### TASK TO CARRY OUT
Which of the lines below hold the word "routes"? Pull each of them out.

### SOURCE DATA
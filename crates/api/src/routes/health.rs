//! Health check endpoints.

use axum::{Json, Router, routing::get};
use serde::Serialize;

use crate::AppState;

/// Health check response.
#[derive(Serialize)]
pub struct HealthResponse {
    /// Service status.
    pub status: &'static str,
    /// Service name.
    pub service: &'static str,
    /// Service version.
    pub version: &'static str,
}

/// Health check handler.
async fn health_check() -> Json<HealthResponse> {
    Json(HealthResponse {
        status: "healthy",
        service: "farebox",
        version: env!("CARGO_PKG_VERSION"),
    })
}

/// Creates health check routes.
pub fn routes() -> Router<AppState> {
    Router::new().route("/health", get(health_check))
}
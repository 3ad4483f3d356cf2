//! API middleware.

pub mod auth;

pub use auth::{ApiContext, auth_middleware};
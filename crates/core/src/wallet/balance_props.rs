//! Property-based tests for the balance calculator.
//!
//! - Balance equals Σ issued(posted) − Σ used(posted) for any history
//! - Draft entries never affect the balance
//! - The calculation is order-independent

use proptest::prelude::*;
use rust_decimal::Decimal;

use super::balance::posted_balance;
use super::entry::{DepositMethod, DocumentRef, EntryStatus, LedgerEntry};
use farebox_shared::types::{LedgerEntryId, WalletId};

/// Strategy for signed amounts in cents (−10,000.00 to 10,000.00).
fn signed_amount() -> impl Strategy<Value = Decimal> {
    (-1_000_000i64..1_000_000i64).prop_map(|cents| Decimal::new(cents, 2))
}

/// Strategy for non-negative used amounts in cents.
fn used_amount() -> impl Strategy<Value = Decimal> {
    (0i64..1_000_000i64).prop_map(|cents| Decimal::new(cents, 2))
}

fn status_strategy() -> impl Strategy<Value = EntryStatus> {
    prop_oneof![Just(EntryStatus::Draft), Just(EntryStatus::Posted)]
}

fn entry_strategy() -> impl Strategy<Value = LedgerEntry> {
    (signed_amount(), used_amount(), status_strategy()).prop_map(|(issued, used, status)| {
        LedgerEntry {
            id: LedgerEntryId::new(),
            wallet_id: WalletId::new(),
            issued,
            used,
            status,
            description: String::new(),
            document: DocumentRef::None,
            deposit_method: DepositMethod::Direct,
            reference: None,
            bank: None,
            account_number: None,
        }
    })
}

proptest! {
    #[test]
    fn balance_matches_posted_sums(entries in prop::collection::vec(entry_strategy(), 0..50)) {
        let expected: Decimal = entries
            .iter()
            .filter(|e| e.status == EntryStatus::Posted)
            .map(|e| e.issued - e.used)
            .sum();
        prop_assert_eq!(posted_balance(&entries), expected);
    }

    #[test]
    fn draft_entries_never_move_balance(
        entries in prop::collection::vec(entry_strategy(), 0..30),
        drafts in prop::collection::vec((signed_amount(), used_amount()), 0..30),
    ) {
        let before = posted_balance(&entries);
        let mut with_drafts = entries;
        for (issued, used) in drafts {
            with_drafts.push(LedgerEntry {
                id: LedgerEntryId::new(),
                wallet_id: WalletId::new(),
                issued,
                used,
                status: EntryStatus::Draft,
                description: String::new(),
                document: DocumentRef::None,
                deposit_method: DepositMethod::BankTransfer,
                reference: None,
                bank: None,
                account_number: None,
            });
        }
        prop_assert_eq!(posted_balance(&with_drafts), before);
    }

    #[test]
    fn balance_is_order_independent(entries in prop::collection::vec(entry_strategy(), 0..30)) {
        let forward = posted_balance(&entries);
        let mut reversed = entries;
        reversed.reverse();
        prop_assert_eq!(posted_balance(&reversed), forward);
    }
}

### ANSWER BOX
filename crates/api/src/routes/health.rs
/// Creates health check routes.
pub fn routes() -> Router<AppState> {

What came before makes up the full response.